■ **About this exercise**
Would you show every line from the records that holds "const"?

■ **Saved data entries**
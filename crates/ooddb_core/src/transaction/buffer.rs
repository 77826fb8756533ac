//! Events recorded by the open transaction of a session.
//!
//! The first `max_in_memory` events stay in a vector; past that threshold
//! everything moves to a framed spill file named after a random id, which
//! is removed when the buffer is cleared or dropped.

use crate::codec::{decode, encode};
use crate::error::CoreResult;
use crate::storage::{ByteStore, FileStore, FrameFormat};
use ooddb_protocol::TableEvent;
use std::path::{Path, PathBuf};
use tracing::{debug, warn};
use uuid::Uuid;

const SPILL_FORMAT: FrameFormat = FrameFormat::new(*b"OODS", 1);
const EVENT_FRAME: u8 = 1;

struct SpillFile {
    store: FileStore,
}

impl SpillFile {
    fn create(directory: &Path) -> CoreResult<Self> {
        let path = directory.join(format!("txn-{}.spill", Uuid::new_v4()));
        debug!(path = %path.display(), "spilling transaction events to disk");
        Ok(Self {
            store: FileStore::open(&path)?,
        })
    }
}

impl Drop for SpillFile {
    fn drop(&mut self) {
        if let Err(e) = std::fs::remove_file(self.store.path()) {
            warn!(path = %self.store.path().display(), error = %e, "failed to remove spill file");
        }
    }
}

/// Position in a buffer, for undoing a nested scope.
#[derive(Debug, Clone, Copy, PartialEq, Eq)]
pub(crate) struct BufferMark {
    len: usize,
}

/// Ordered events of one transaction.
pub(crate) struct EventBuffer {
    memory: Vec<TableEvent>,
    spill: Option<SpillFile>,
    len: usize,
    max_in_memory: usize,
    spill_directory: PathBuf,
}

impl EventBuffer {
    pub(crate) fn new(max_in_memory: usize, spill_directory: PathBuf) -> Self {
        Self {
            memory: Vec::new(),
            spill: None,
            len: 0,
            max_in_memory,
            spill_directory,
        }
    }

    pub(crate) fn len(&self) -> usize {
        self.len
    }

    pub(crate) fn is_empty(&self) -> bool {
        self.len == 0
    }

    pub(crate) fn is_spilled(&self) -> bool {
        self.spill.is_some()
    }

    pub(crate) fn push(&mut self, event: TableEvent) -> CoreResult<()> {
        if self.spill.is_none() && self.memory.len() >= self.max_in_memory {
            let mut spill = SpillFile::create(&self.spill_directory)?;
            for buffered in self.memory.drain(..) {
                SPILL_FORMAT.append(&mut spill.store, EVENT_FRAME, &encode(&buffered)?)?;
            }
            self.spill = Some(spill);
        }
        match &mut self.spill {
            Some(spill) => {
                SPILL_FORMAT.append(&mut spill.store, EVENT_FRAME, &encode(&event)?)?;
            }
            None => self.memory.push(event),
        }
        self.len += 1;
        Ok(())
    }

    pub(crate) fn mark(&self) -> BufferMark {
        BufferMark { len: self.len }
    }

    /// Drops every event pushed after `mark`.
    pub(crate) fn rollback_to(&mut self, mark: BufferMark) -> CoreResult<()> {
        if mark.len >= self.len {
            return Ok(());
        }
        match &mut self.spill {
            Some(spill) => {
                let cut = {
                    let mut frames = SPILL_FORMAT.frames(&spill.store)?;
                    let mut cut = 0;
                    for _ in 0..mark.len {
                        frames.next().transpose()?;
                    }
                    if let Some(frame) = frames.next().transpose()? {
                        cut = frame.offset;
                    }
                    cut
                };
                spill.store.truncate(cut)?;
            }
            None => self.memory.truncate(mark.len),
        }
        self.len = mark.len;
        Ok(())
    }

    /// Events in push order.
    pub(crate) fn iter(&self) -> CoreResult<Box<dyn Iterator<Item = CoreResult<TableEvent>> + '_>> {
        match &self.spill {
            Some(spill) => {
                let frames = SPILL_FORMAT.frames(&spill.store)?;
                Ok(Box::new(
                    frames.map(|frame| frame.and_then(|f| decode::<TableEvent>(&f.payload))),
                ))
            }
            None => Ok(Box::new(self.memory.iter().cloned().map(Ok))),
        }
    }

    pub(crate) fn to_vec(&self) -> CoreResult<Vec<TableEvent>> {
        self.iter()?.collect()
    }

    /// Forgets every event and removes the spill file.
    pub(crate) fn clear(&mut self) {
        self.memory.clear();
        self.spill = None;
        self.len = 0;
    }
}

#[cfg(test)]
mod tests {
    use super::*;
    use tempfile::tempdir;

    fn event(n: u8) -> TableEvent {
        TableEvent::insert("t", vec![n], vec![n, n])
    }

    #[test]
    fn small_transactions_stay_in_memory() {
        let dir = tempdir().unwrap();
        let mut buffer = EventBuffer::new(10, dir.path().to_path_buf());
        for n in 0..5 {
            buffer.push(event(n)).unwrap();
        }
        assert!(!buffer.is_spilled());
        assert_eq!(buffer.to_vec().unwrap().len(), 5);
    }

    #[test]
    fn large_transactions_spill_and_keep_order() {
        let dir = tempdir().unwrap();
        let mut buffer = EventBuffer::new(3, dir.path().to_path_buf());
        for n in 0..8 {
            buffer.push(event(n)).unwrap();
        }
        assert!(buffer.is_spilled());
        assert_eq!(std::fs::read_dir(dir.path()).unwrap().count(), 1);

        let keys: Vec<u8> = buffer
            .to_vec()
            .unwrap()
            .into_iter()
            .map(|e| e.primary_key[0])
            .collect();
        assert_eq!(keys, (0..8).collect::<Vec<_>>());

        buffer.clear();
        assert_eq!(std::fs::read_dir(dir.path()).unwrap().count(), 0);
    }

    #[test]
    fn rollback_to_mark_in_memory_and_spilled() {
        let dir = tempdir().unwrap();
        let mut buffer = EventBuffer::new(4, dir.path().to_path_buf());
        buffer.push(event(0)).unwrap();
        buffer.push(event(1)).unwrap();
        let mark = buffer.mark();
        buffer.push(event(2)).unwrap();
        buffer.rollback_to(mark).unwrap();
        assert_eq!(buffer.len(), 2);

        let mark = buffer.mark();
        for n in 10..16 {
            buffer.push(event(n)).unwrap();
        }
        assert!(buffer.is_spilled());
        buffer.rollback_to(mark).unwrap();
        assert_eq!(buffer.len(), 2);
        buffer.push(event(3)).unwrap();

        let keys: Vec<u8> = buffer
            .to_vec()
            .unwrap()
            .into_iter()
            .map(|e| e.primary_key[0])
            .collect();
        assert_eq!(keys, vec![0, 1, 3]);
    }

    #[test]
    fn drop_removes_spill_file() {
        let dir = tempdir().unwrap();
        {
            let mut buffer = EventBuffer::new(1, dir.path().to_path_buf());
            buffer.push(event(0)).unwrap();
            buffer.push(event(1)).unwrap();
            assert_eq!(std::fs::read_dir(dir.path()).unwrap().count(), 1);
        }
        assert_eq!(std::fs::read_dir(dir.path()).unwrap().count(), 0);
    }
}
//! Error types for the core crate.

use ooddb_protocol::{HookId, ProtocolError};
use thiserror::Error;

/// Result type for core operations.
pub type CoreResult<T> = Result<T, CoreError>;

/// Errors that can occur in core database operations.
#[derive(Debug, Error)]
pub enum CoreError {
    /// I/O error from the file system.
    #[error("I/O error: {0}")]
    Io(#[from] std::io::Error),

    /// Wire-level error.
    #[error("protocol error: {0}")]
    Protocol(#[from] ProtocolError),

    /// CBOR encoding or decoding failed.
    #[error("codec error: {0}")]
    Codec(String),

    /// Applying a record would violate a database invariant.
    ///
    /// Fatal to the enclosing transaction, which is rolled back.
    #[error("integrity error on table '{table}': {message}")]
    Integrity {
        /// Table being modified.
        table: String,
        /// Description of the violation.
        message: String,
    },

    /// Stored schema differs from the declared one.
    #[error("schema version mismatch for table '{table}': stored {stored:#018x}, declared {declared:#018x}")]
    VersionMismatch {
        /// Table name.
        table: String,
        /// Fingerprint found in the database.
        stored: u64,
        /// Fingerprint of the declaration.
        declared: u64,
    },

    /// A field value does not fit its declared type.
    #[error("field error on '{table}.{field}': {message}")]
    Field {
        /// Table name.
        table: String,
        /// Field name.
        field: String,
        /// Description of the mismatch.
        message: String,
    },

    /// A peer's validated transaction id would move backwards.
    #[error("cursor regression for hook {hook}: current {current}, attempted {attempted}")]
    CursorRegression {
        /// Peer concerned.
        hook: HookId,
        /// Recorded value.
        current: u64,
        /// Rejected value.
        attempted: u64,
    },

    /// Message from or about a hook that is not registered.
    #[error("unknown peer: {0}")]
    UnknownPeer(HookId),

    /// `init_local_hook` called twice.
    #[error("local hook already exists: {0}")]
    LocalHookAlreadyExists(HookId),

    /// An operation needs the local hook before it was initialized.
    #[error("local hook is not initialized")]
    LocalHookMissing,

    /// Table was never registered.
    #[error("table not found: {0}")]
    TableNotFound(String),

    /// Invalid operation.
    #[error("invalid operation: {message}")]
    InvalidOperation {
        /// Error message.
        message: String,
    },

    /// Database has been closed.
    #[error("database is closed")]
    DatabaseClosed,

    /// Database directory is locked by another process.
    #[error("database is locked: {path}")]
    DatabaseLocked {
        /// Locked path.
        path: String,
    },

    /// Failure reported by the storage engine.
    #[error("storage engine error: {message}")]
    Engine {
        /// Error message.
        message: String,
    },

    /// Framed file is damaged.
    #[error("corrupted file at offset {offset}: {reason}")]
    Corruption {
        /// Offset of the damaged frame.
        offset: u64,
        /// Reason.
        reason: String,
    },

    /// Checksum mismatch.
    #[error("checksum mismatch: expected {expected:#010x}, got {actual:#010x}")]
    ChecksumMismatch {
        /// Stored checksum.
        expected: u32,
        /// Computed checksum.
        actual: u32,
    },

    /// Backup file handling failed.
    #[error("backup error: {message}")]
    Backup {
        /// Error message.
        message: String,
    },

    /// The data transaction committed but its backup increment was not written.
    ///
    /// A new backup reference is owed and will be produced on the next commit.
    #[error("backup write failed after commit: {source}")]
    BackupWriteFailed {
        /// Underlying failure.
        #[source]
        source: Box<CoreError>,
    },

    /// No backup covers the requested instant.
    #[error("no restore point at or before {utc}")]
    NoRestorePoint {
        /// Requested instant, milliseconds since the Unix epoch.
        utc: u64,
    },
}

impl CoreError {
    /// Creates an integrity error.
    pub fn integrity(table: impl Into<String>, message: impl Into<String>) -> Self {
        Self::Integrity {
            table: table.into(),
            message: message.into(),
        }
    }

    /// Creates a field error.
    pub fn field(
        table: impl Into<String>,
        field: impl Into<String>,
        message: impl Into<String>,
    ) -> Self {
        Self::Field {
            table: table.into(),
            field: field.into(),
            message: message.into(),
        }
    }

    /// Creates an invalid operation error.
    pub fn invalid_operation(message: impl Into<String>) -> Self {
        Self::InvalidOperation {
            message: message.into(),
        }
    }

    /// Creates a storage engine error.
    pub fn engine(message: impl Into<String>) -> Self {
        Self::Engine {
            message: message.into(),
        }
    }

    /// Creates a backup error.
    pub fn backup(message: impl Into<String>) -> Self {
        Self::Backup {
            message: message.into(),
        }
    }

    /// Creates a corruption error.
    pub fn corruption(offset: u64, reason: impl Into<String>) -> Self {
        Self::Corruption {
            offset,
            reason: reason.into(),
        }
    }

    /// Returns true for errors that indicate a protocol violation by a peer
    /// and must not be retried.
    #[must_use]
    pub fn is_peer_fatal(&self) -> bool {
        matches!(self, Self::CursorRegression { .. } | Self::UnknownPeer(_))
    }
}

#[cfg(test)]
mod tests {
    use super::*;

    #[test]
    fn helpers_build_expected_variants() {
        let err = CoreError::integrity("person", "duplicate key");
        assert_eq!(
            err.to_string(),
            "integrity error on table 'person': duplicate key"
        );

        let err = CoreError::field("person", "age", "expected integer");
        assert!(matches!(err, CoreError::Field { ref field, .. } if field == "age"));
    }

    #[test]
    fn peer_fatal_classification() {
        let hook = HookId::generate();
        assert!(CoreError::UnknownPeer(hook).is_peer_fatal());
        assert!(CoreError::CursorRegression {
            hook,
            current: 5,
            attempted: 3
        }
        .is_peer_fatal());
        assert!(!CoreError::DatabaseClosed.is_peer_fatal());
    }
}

■ **Result**
const SPILL_FORMAT: FrameFormat = FrameFormat::new(*b"OODS", 1);
const EVENT_FRAME: u8 = 1;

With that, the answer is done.